GERRY WRIGHT 1931-2015
Gerry Wright was born in Maidstone Kent in 1931. He studied at art schools in Maidstone and London and at the Beaux Arts Paris.
In 1968 he moved to Wiltshire and the Wiltshire landscape formed the background to, and the inspiration for, many of his cricket paintings. Gerry was fascinated by the Golden Age of cricket, 1890-1914, and his work culminated in the publication by Pavilion Books of Cricket’s Golden Summer in 1985.
David Frith wrote of the book.
“Gerry Wright evokes the spirit of the Golden Age in his own idiosyncratic style of painting, combining the two very English themes of Cricket and Landscape, and brings to life the leading players of that long-lost game. Heroes like Gilbert Jessop, C.B. Fry, Prince Rnajitsinhji and the Old Man, WG himself, gaze back at us from their Arcadian garden as if confident that their epic deeds have never been surpassed.”

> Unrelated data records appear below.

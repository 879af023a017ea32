use serde::{Deserialize, Serialize};
use std::fmt;
use std::io;
use std::str::FromStr;
use thiserror::Error;
use tokio_util::codec::{Decoder, Encoder};
use vdcgate_core::{ApiError, ApiValue, ApiValuePtr, MessageId, ValueEncoding};

#[derive(Debug, Error)]
pub enum TransportError {
    #[error("Connection closed")]
    ConnectionClosed,
    #[error("IO error: {0}")]
    Io(#[from] io::Error),
    #[error("Codec error: {0}")]
    Codec(#[from] CodecError),
    #[error("Protocol error: {0}")]
    Protocol(String),
}

/// Codec errors
#[derive(Debug, Error)]
pub enum CodecError {
    #[error("Frame too large: {0} bytes")]
    FrameTooLarge(usize),

    #[error("Outbound message too large: {0} bytes")]
    OutboundTooLarge(usize),

    #[error("Line too long: {0} bytes")]
    LineTooLong(usize),

    #[error("Malformed protobuf: {0}")]
    Malformed(String),

    #[error("JSON error: {0}")]
    JsonError(String),

    #[error("Message error: {0}")]
    MessageError(String),

    #[error("Unknown method '{0}' for this role")]
    UnknownMethod(String),

    #[error("IO error: {0}")]
    IoError(#[from] io::Error),
}

impl CodecError {
    /// Framing, body decoding and I/O errors leave the stream unusable;
    /// everything else concerns one message only.
    pub fn is_fatal(&self) -> bool {
        matches!(
            self,
            CodecError::FrameTooLarge(_)
                | CodecError::LineTooLong(_)
                | CodecError::Malformed(_)
                | CodecError::IoError(_)
        )
    }
}

impl From<CodecError> for ApiError {
    fn from(err: CodecError) -> Self {
        match err {
            CodecError::UnknownMethod(method) => ApiError::method_unknown(&method),
            other => ApiError::internal(other.to_string()),
        }
    }
}

/// Which end of the API this side plays. Decides which envelope tags are
/// used for outgoing messages.
#[derive(Debug, Clone, Copy, PartialEq, Eq, Hash, Serialize, Deserialize)]
#[serde(rename_all = "lowercase")]
pub enum ApiRole {
    /// Device side, answers the controller.
    Vdc,
    /// Controller side.
    Vdsm,
}

impl fmt::Display for ApiRole {
    fn fmt(&self, f: &mut fmt::Formatter<'_>) -> fmt::Result {
        match self {
            ApiRole::Vdc => write!(f, "vdc"),
            ApiRole::Vdsm => write!(f, "vdsm"),
        }
    }
}

impl FromStr for ApiRole {
    type Err = String;

    fn from_str(s: &str) -> Result<Self, Self::Err> {
        match s.to_ascii_lowercase().as_str() {
            "vdc" => Ok(ApiRole::Vdc),
            "vdsm" => Ok(ApiRole::Vdsm),
            other => Err(format!("unknown API role '{}'", other)),
        }
    }
}

/// One decoded or to-be-encoded API message.
#[derive(Debug, Clone)]
pub enum ApiMessage {
    /// Method call expecting exactly one response.
    Call {
        id: MessageId,
        method: String,
        params: ApiValuePtr,
    },
    Notification {
        method: String,
        params: ApiValuePtr,
    },
    /// Successful response. `method` names the call being answered so
    /// transports with typed responses can pick the right shape; it may be
    /// empty on inbound responses.
    Result {
        id: MessageId,
        method: String,
        result: ApiValuePtr,
    },
    Error {
        id: MessageId,
        error: ApiError,
    },
    /// Inbound message that could not be understood. With an id, the peer
    /// gets `error` as the answer.
    Invalid {
        id: Option<MessageId>,
        error: ApiError,
    },
}

impl ApiMessage {
    pub fn id(&self) -> Option<MessageId> {
        match self {
            ApiMessage::Call { id, .. }
            | ApiMessage::Result { id, .. }
            | ApiMessage::Error { id, .. } => Some(*id),
            ApiMessage::Notification { .. } => None,
            ApiMessage::Invalid { id, .. } => *id,
        }
    }

    /// Short label for logs.
    pub fn summary(&self) -> String {
        match self {
            ApiMessage::Call { id, method, params } => {
                format!("call {} #{}: {}", method, id.as_u32(), params.description())
            }
            ApiMessage::Notification { method, params } => {
                format!("notification {}: {}", method, params.description())
            }
            ApiMessage::Result { id, result, .. } => {
                format!("result #{}: {}", id.as_u32(), result.description())
            }
            ApiMessage::Error { id, error } => format!("error #{}: {}", id.as_u32(), error),
            ApiMessage::Invalid { id, error } => format!("invalid {:?}: {}", id, error),
        }
    }
}

/// A framing codec that turns a byte stream into [`ApiMessage`]s.
pub trait ApiCodec:
    Decoder<Item = ApiMessage, Error = CodecError>
    + Encoder<ApiMessage, Error = CodecError>
    + Send
    + Unpin
    + 'static
{
    /// Encoding of the values this codec produces and expects.
    fn encoding(&self) -> ValueEncoding;
}
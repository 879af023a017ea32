//! Newline-delimited JSON-RPC 2.0 codec.

use crate::transport::{ApiCodec, ApiMessage, CodecError};
use bytes::{Buf, BufMut, BytesMut};
use serde_json::{json, Map, Value};
use tokio_util::codec::{Decoder, Encoder};
use tracing::debug;
use vdcgate_core::{
    ApiError, ApiValue, ErrorCode, ErrorType, JsonApiValue, MessageId, ValueEncoding,
};

pub const DEFAULT_MAX_LINE_LENGTH: usize = 16 * 1024;

pub struct JsonRpcCodec {
    max_line_length: usize,
}

impl JsonRpcCodec {
    pub fn new() -> Self {
        Self {
            max_line_length: DEFAULT_MAX_LINE_LENGTH,
        }
    }

    pub fn with_max_line_length(max_line_length: usize) -> Self {
        Self { max_line_length }
    }
}

impl Default for JsonRpcCodec {
    fn default() -> Self {
        Self::new()
    }
}

fn parse_id(id: &Value) -> Option<MessageId> {
    let raw = match id {
        Value::String(s) => s.trim().parse::<u32>().ok()?,
        Value::Number(n) => u32::try_from(n.as_u64()?).ok()?,
        _ => return None,
    };
    // 0 is the reserved none id
    Some(MessageId::new(raw)).filter(|id| !id.is_none())
}

fn parse_error(error: &Value) -> ApiError {
    let code = error
        .get("code")
        .and_then(Value::as_u64)
        .and_then(|c| u16::try_from(c).ok())
        .map(ErrorCode::from_u16)
        .unwrap_or(ErrorCode::Internal);
    let message = error
        .get("message")
        .and_then(Value::as_str)
        .unwrap_or_default();
    let mut api_error = ApiError::new(code, message);
    if let Some(data) = error.get("data") {
        if let Some(error_type) = data.get("errorType").and_then(Value::as_u64) {
            api_error = api_error.with_type(ErrorType::from_u32(error_type as u32));
        }
        if let Some(user_message) = data.get("userMessage").and_then(Value::as_str) {
            api_error = api_error.with_user_message(user_message);
        }
    }
    api_error
}

fn decode_line(line: &[u8]) -> ApiMessage {
    let value: Value = match serde_json::from_slice(line) {
        Ok(value) => value,
        Err(err) => {
            return ApiMessage::Invalid {
                id: None,
                error: ApiError::bad_request(format!("JSON error: {}", err)),
            }
        }
    };
    let Value::Object(mut object) = value else {
        return ApiMessage::Invalid {
            id: None,
            error: ApiError::bad_request("JSON-RPC message must be an object"),
        };
    };

    let raw_id = object.remove("id").filter(|id| !id.is_null());
    let id = raw_id.as_ref().map(parse_id);
    if let Some(None) = id {
        // a request is still answered, with `"id": null`
        let is_request = object.contains_key("method");
        return ApiMessage::Invalid {
            id: is_request.then_some(MessageId::NONE),
            error: ApiError::bad_request("JSON-RPC id must be a positive 32 bit number"),
        };
    }
    let id = id.flatten();

    if let Some(method) = object.get("method").and_then(Value::as_str) {
        let method = method.to_string();
        let params = JsonApiValue::from_json(object.remove("params").unwrap_or(Value::Null));
        return match id {
            Some(id) => ApiMessage::Call { id, method, params },
            None => ApiMessage::Notification { method, params },
        };
    }

    match (id, object.remove("result"), object.get("error")) {
        (Some(id), Some(result), _) => ApiMessage::Result {
            id,
            method: String::new(),
            result: JsonApiValue::from_json(result),
        },
        (Some(id), None, Some(error)) => ApiMessage::Error {
            id,
            error: parse_error(error),
        },
        (id, _, _) => ApiMessage::Invalid {
            id,
            error: ApiError::bad_request("JSON-RPC message has neither method nor result"),
        },
    }
}

fn encode_error(error: &ApiError) -> Value {
    let mut data = Map::new();
    data.insert("errorType".into(), json!(error.error_type.as_u32()));
    if let Some(user_message) = &error.user_message {
        data.insert("userMessage".into(), json!(user_message));
    }
    json!({
        "code": error.code.as_u16(),
        "message": error.message,
        "data": data,
    })
}

/// The none id stands for an id the peer sent but that could not be read.
fn encode_id(id: MessageId) -> Value {
    if id.is_none() {
        Value::Null
    } else {
        Value::String(id.as_u32().to_string())
    }
}

fn encode_message(item: ApiMessage) -> Result<Value, CodecError> {
    Ok(match item {
        ApiMessage::Call { id, method, params } => json!({
            "jsonrpc": "2.0",
            "id": id.as_u32().to_string(),
            "method": method,
            "params": params.to_json(),
        }),
        ApiMessage::Notification { method, params } => json!({
            "jsonrpc": "2.0",
            "method": method,
            "params": params.to_json(),
        }),
        ApiMessage::Result { id, result, .. } => json!({
            "jsonrpc": "2.0",
            "id": encode_id(id),
            "result": result.to_json(),
        }),
        ApiMessage::Error { id, error } => json!({
            "jsonrpc": "2.0",
            "id": encode_id(id),
            "error": encode_error(&error),
        }),
        ApiMessage::Invalid { .. } => {
            return Err(CodecError::MessageError(
                "invalid messages cannot be sent".into(),
            ))
        }
    })
}

impl Decoder for JsonRpcCodec {
    type Item = ApiMessage;
    type Error = CodecError;

    fn decode(&mut self, src: &mut BytesMut) -> Result<Option<Self::Item>, Self::Error> {
        loop {
            let Some(pos) = src.iter().position(|&b| b == b'\n') else {
                if src.len() > self.max_line_length {
                    return Err(CodecError::LineTooLong(src.len()));
                }
                return Ok(None);
            };
            if pos > self.max_line_length {
                return Err(CodecError::LineTooLong(pos));
            }

            let line = src.split_to(pos);
            src.advance(1);
            let line = line.strip_suffix(b"\r").unwrap_or(&line[..]);
            if line.iter().all(u8::is_ascii_whitespace) {
                continue;
            }

            let message = decode_line(line);
            debug!(message = %message.summary(), "Decoded JSON-RPC line");
            return Ok(Some(message));
        }
    }
}

impl Encoder<ApiMessage> for JsonRpcCodec {
    type Error = CodecError;

    fn encode(&mut self, item: ApiMessage, dst: &mut BytesMut) -> Result<(), Self::Error> {
        let value = encode_message(item)?;
        let bytes = serde_json::to_vec(&value).map_err(|e| CodecError::JsonError(e.to_string()))?;
        if bytes.len() > self.max_line_length {
            return Err(CodecError::OutboundTooLarge(bytes.len()));
        }

        dst.reserve(bytes.len() + 1);
        dst.put_slice(&bytes);
        dst.put_u8(b'\n');
        Ok(())
    }
}

impl ApiCodec for JsonRpcCodec {
    fn encoding(&self) -> ValueEncoding {
        ValueEncoding::Json
    }
}

#[cfg(test)]
mod tests {
    use super::*;

    fn decode_str(codec: &mut JsonRpcCodec, text: &str) -> Option<ApiMessage> {
        let mut buf = BytesMut::from(text);
        codec.decode(&mut buf).unwrap()
    }

    #[test]
    fn test_call_with_string_id() {
        let mut codec = JsonRpcCodec::new();
        let message = decode_str(
            &mut codec,
            "{\"jsonrpc\":\"2.0\",\"id\":\"12\",\"method\":\"getProperty\",\"params\":{\"query\":{\"name\":null}}}\n",
        );
        match message {
            Some(ApiMessage::Call { id, method, params }) => {
                assert_eq!(id.as_u32(), 12);
                assert_eq!(method, "getProperty");
                assert_eq!(params.to_json(), json!({"query": {"name": null}}));
                assert_eq!(params.encoding(), ValueEncoding::Json);
            }
            other => panic!("unexpected {:?}", other),
        }
    }

    #[test]
    fn test_notification_and_blank_lines() {
        let mut codec = JsonRpcCodec::new();
        let mut buf = BytesMut::from("\r\n\n{\"jsonrpc\":\"2.0\",\"method\":\"ping\"}\r\n");
        match codec.decode(&mut buf).unwrap() {
            Some(ApiMessage::Notification { method, params }) => {
                assert_eq!(method, "ping");
                assert!(params.is_null());
            }
            other => panic!("unexpected {:?}", other),
        }
        assert!(buf.is_empty());
    }

    #[test]
    fn test_partial_line_waits() {
        let mut codec = JsonRpcCodec::new();
        let mut buf = BytesMut::from("{\"jsonrpc\":\"2.0\",\"method\":");
        assert!(codec.decode(&mut buf).unwrap().is_none());
        buf.extend_from_slice(b"\"ping\"}\n");
        assert!(codec.decode(&mut buf).unwrap().is_some());
    }

    #[test]
    fn test_malformed_json_is_invalid_not_fatal() {
        let mut codec = JsonRpcCodec::new();
        assert!(matches!(
            decode_str(&mut codec, "{not json\n"),
            Some(ApiMessage::Invalid { id: None, .. })
        ));
    }

    #[test]
    fn test_overlong_line_is_fatal() {
        let mut codec = JsonRpcCodec::with_max_line_length(8);
        let mut buf = BytesMut::from("0123456789abcdef");
        let err = codec.decode(&mut buf).unwrap_err();
        assert!(err.is_fatal());
    }

    #[test]
    fn test_error_round_trip() {
        let mut codec = JsonRpcCodec::new();
        let error = ApiError::forbidden("read-only").with_user_message("locked");
        let mut buf = BytesMut::new();
        codec
            .encode(
                ApiMessage::Error {
                    id: MessageId::new(3),
                    error: error.clone(),
                },
                &mut buf,
            )
            .unwrap();
        assert_eq!(buf.last(), Some(&b'\n'));

        match codec.decode(&mut buf).unwrap() {
            Some(ApiMessage::Error { id, error: decoded }) => {
                assert_eq!(id.as_u32(), 3);
                assert_eq!(decoded, error);
            }
            other => panic!("unexpected {:?}", other),
        }
    }

    #[test]
    fn test_result_encodes_string_id() {
        let mut codec = JsonRpcCodec::new();
        let mut buf = BytesMut::new();
        codec
            .encode(
                ApiMessage::Result {
                    id: MessageId::new(44),
                    method: "hello".into(),
                    result: JsonApiValue::from_json(json!({"dSUID": "x"})),
                },
                &mut buf,
            )
            .unwrap();
        let line: Value = serde_json::from_slice(&buf[..buf.len() - 1]).unwrap();
        assert_eq!(line["id"], json!("44"));
        assert_eq!(line["result"]["dSUID"], json!("x"));
    }

    #[test]
    fn test_unreadable_id_is_answered_with_null_id() {
        let mut codec = JsonRpcCodec::new();
        let error = match decode_str(
            &mut codec,
            "{\"jsonrpc\":\"2.0\",\"id\":-4,\"method\":\"hello\"}\n",
        ) {
            Some(ApiMessage::Invalid { id: Some(id), error }) => {
                assert!(id.is_none());
                error
            }
            other => panic!("unexpected {:?}", other),
        };
        assert_eq!(error.code, ErrorCode::BadRequest);

        let mut buf = BytesMut::new();
        codec
            .encode(
                ApiMessage::Error {
                    id: MessageId::NONE,
                    error,
                },
                &mut buf,
            )
            .unwrap();
        let line: Value = serde_json::from_slice(&buf[..buf.len() - 1]).unwrap();
        assert_eq!(line["id"], Value::Null);
        assert_eq!(line["error"]["code"], json!(400));

        // a response with an unreadable id has nobody to answer
        assert!(matches!(
            decode_str(&mut codec, "{\"jsonrpc\":\"2.0\",\"id\":0,\"result\":1}\n"),
            Some(ApiMessage::Invalid { id: None, .. })
        ));
    }
}
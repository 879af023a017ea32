//! Transport-agnostic API connections and the two wire formats spoken by
//! vdcgate: length-prefixed protobuf envelopes and newline-delimited
//! JSON-RPC.

pub mod connection;
pub mod json_codec;
pub mod pbuf;
pub mod pending;
pub mod transport;

pub use connection::{spawn_connection, ApiConnectionHandle, ApiRequest, ApiRequestHandler};
pub use json_codec::JsonRpcCodec;
pub use pbuf::ProtobufCodec;
pub use pending::{PendingAnswers, ResponseHandler};
pub use transport::{ApiCodec, ApiMessage, ApiRole, CodecError, TransportError};
use serde::{Deserialize, Serialize};
use std::fmt;

/// HTTP-status-like error namespace used internally by the property engine
/// and by request handlers.
#[derive(Debug, Clone, Copy, PartialEq, Eq, Hash, Serialize, Deserialize)]
#[serde(rename_all = "snake_case")]
pub enum ErrorCode {
    Ok,
    NoContent,
    BadRequest,
    NotAuthorized,
    Forbidden,
    NotFound,
    MethodNotAllowed,
    InvalidValueType,
    MissingSubmessage,
    Internal,
    NotImplemented,
    ServiceUnavailable,
    IncompatibleApi,
    InsufficientStorage,
    /// Any other numeric code received from a collaborator.
    Other(u16),
}

impl ErrorCode {
    pub fn as_u16(&self) -> u16 {
        match self {
            ErrorCode::Ok => 200,
            ErrorCode::NoContent => 204,
            ErrorCode::BadRequest => 400,
            ErrorCode::NotAuthorized => 401,
            ErrorCode::Forbidden => 403,
            ErrorCode::NotFound => 404,
            ErrorCode::MethodNotAllowed => 405,
            ErrorCode::InvalidValueType => 415,
            ErrorCode::MissingSubmessage => 422,
            ErrorCode::Internal => 500,
            ErrorCode::NotImplemented => 501,
            ErrorCode::ServiceUnavailable => 503,
            ErrorCode::IncompatibleApi => 505,
            ErrorCode::InsufficientStorage => 507,
            ErrorCode::Other(code) => *code,
        }
    }

    pub fn from_u16(code: u16) -> Self {
        match code {
            0 | 200 => ErrorCode::Ok,
            204 => ErrorCode::NoContent,
            400 => ErrorCode::BadRequest,
            401 => ErrorCode::NotAuthorized,
            403 => ErrorCode::Forbidden,
            404 => ErrorCode::NotFound,
            405 => ErrorCode::MethodNotAllowed,
            415 => ErrorCode::InvalidValueType,
            422 => ErrorCode::MissingSubmessage,
            500 => ErrorCode::Internal,
            501 => ErrorCode::NotImplemented,
            503 => ErrorCode::ServiceUnavailable,
            505 => ErrorCode::IncompatibleApi,
            507 => ErrorCode::InsufficientStorage,
            other => ErrorCode::Other(other),
        }
    }

    pub fn is_ok(&self) -> bool {
        matches!(self, ErrorCode::Ok)
    }
}

impl fmt::Display for ErrorCode {
    fn fmt(&self, f: &mut fmt::Formatter<'_>) -> fmt::Result {
        write!(f, "{}", self.as_u16())
    }
}

/// Wire result codes of the binary API (`ResultCode` enum in the message
/// schema).
#[derive(Debug, Clone, Copy, PartialEq, Eq, Hash, Serialize, Deserialize)]
#[repr(u32)]
pub enum ResultCode {
    Ok = 0,
    MessageUnknown = 1,
    IncompatibleApi = 2,
    ServiceNotAvailable = 3,
    InsufficientStorage = 4,
    Forbidden = 5,
    NotImplemented = 6,
    NoContentForArray = 7,
    InvalidValueType = 8,
    MissingSubmessage = 9,
    MissingData = 10,
    NotFound = 11,
    NotAuthorized = 12,
}

impl ResultCode {
    pub fn from_u32(value: u32) -> Option<Self> {
        Some(match value {
            0 => ResultCode::Ok,
            1 => ResultCode::MessageUnknown,
            2 => ResultCode::IncompatibleApi,
            3 => ResultCode::ServiceNotAvailable,
            4 => ResultCode::InsufficientStorage,
            5 => ResultCode::Forbidden,
            6 => ResultCode::NotImplemented,
            7 => ResultCode::NoContentForArray,
            8 => ResultCode::InvalidValueType,
            9 => ResultCode::MissingSubmessage,
            10 => ResultCode::MissingData,
            11 => ResultCode::NotFound,
            12 => ResultCode::NotAuthorized,
            _ => return None,
        })
    }

    pub fn as_u32(self) -> u32 {
        self as u32
    }

    /// Map an internal error code to its wire counterpart. Codes without a
    /// direct counterpart fall back to `NotImplemented`.
    pub fn from_error_code(code: ErrorCode) -> Self {
        match code {
            ErrorCode::Ok => ResultCode::Ok,
            ErrorCode::NoContent => ResultCode::NoContentForArray,
            ErrorCode::BadRequest => ResultCode::MissingData,
            ErrorCode::NotAuthorized => ResultCode::NotAuthorized,
            ErrorCode::Forbidden => ResultCode::Forbidden,
            ErrorCode::NotFound => ResultCode::NotFound,
            ErrorCode::MethodNotAllowed => ResultCode::MessageUnknown,
            ErrorCode::InvalidValueType => ResultCode::InvalidValueType,
            ErrorCode::MissingSubmessage => ResultCode::MissingSubmessage,
            ErrorCode::NotImplemented => ResultCode::NotImplemented,
            ErrorCode::ServiceUnavailable => ResultCode::ServiceNotAvailable,
            ErrorCode::IncompatibleApi => ResultCode::IncompatibleApi,
            ErrorCode::InsufficientStorage => ResultCode::InsufficientStorage,
            ErrorCode::Internal | ErrorCode::Other(_) => ResultCode::NotImplemented,
        }
    }

    pub fn to_error_code(self) -> ErrorCode {
        match self {
            ResultCode::Ok => ErrorCode::Ok,
            ResultCode::MessageUnknown => ErrorCode::MethodNotAllowed,
            ResultCode::IncompatibleApi => ErrorCode::IncompatibleApi,
            ResultCode::ServiceNotAvailable => ErrorCode::ServiceUnavailable,
            ResultCode::InsufficientStorage => ErrorCode::InsufficientStorage,
            ResultCode::Forbidden => ErrorCode::Forbidden,
            ResultCode::NotImplemented => ErrorCode::NotImplemented,
            ResultCode::NoContentForArray => ErrorCode::NoContent,
            ResultCode::InvalidValueType => ErrorCode::InvalidValueType,
            ResultCode::MissingSubmessage => ErrorCode::MissingSubmessage,
            ResultCode::MissingData => ErrorCode::BadRequest,
            ResultCode::NotFound => ErrorCode::NotFound,
            ResultCode::NotAuthorized => ErrorCode::NotAuthorized,
        }
    }
}

/// Recovery hint for the caller of a failed request.
#[derive(Debug, Clone, Copy, PartialEq, Eq, Hash, Default, Serialize, Deserialize)]
#[serde(rename_all = "snake_case")]
#[repr(u32)]
pub enum ErrorType {
    #[default]
    Failed = 0,
    Overloaded = 1,
    Disconnected = 2,
    Unimplemented = 3,
}

impl ErrorType {
    pub fn from_u32(value: u32) -> Self {
        match value {
            1 => ErrorType::Overloaded,
            2 => ErrorType::Disconnected,
            3 => ErrorType::Unimplemented,
            _ => ErrorType::Failed,
        }
    }

    pub fn as_u32(self) -> u32 {
        self as u32
    }
}

#[derive(Debug, Clone, PartialEq, Eq, Serialize, Deserialize, thiserror::Error)]
#[error("{code}: {message}")]
pub struct ApiError {
    pub code: ErrorCode,
    pub message: String,
    #[serde(default)]
    pub error_type: ErrorType,
    #[serde(skip_serializing_if = "Option::is_none")]
    pub user_message: Option<String>,
}

impl ApiError {
    pub fn new(code: ErrorCode, message: impl Into<String>) -> Self {
        ApiError {
            code,
            message: message.into(),
            error_type: ErrorType::Failed,
            user_message: None,
        }
    }

    pub fn with_type(mut self, error_type: ErrorType) -> Self {
        self.error_type = error_type;
        self
    }

    pub fn with_user_message(mut self, user_message: impl Into<String>) -> Self {
        self.user_message = Some(user_message.into());
        self
    }

    pub fn bad_request(message: impl Into<String>) -> Self {
        Self::new(ErrorCode::BadRequest, message)
    }

    pub fn not_found(message: impl Into<String>) -> Self {
        Self::new(ErrorCode::NotFound, message)
    }

    pub fn forbidden(message: impl Into<String>) -> Self {
        Self::new(ErrorCode::Forbidden, message)
    }

    pub fn invalid_value_type(message: impl Into<String>) -> Self {
        Self::new(ErrorCode::InvalidValueType, message)
    }

    pub fn no_content(message: impl Into<String>) -> Self {
        Self::new(ErrorCode::NoContent, message)
    }

    pub fn method_unknown(method: &str) -> Self {
        Self::new(
            ErrorCode::MethodNotAllowed,
            format!("unknown method '{}'", method),
        )
    }

    pub fn not_implemented(message: impl Into<String>) -> Self {
        Self::new(ErrorCode::NotImplemented, message).with_type(ErrorType::Unimplemented)
    }

    pub fn internal(message: impl Into<String>) -> Self {
        Self::new(ErrorCode::Internal, message)
    }

    pub fn disconnected(message: impl Into<String>) -> Self {
        Self::new(ErrorCode::ServiceUnavailable, message).with_type(ErrorType::Disconnected)
    }

    pub fn overloaded(message: impl Into<String>) -> Self {
        Self::new(ErrorCode::ServiceUnavailable, message).with_type(ErrorType::Overloaded)
    }

    pub fn result_code(&self) -> ResultCode {
        ResultCode::from_error_code(self.code)
    }
}

impl From<serde_json::Error> for ApiError {
    fn from(err: serde_json::Error) -> Self {
        ApiError::bad_request(format!("JSON error: {}", err))
    }
}

impl From<std::io::Error> for ApiError {
    fn from(err: std::io::Error) -> Self {
        ApiError::internal(format!("IO error: {}", err))
    }
}

#[cfg(test)]
mod tests {
    use super::*;

    const ALL_RESULT_CODES: [ResultCode; 13] = [
        ResultCode::Ok,
        ResultCode::MessageUnknown,
        ResultCode::IncompatibleApi,
        ResultCode::ServiceNotAvailable,
        ResultCode::InsufficientStorage,
        ResultCode::Forbidden,
        ResultCode::NotImplemented,
        ResultCode::NoContentForArray,
        ResultCode::InvalidValueType,
        ResultCode::MissingSubmessage,
        ResultCode::MissingData,
        ResultCode::NotFound,
        ResultCode::NotAuthorized,
    ];

    #[test]
    fn test_result_code_mapping_is_bidirectional() {
        for rc in ALL_RESULT_CODES {
            let code = rc.to_error_code();
            assert_eq!(ResultCode::from_error_code(code), rc, "{:?}", rc);
            assert_eq!(ResultCode::from_u32(rc.as_u32()), Some(rc));
        }
    }

    #[test]
    fn test_unmapped_codes_fall_back_to_not_implemented() {
        assert_eq!(
            ResultCode::from_error_code(ErrorCode::Internal),
            ResultCode::NotImplemented
        );
        assert_eq!(
            ResultCode::from_error_code(ErrorCode::from_u16(418)),
            ResultCode::NotImplemented
        );
        assert_eq!(ResultCode::from_u32(99), None);
    }

    #[test]
    fn test_property_error_kinds_are_distinct() {
        let kinds = [
            ApiError::not_found("x").result_code(),
            ApiError::forbidden("x").result_code(),
            ApiError::invalid_value_type("x").result_code(),
            ApiError::no_content("x").result_code(),
        ];
        for (i, a) in kinds.iter().enumerate() {
            for b in kinds.iter().skip(i + 1) {
                assert_ne!(a, b);
            }
        }
    }

    #[test]
    fn test_numeric_code_round_trip() {
        for code in [200u16, 204, 400, 401, 403, 404, 405, 415, 422, 500, 501, 503, 505, 507, 418] {
            assert_eq!(ErrorCode::from_u16(code).as_u16(), code);
        }
    }

    #[test]
    fn test_error_builders() {
        let err = ApiError::disconnected("gone").with_user_message("device.offline");
        assert_eq!(err.code, ErrorCode::ServiceUnavailable);
        assert_eq!(err.error_type, ErrorType::Disconnected);
        assert_eq!(err.user_message.as_deref(), Some("device.offline"));
        assert!(err.to_string().contains("503"));
    }

    #[test]
    fn test_error_serialization() {
        let err = ApiError::not_found("no such property").with_type(ErrorType::Failed);
        let json = serde_json::to_string(&err).unwrap();
        let deserialized: ApiError = serde_json::from_str(&json).unwrap();
        assert_eq!(err, deserialized);
        assert!(!json.contains("user_message"));
    }
}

After moving to Bath in 1987 Gerry continued to paint every day and many of his contemporary paintings depict the drama and action of batsman and bowlers. In his youth he had played for the Kent Second Eleven and was a life-long Vice President of Linton Park Cricket Club, Kent. He continued to play for cricket clubs in London, mainly for The Eclectics, led by David Sylvester the Art Critic, and the Ravers, a club of artists and musicians. A fast bowler himself, he was fascinated by bowler’s grips and has many paintings demonstrating these grips. He has painted many great cricketers from Don Bradman to Imran Khan, Viv Richards and Shane Warne.
His work is vibrant, full of colour and detail, and his later paintings full of verve and action.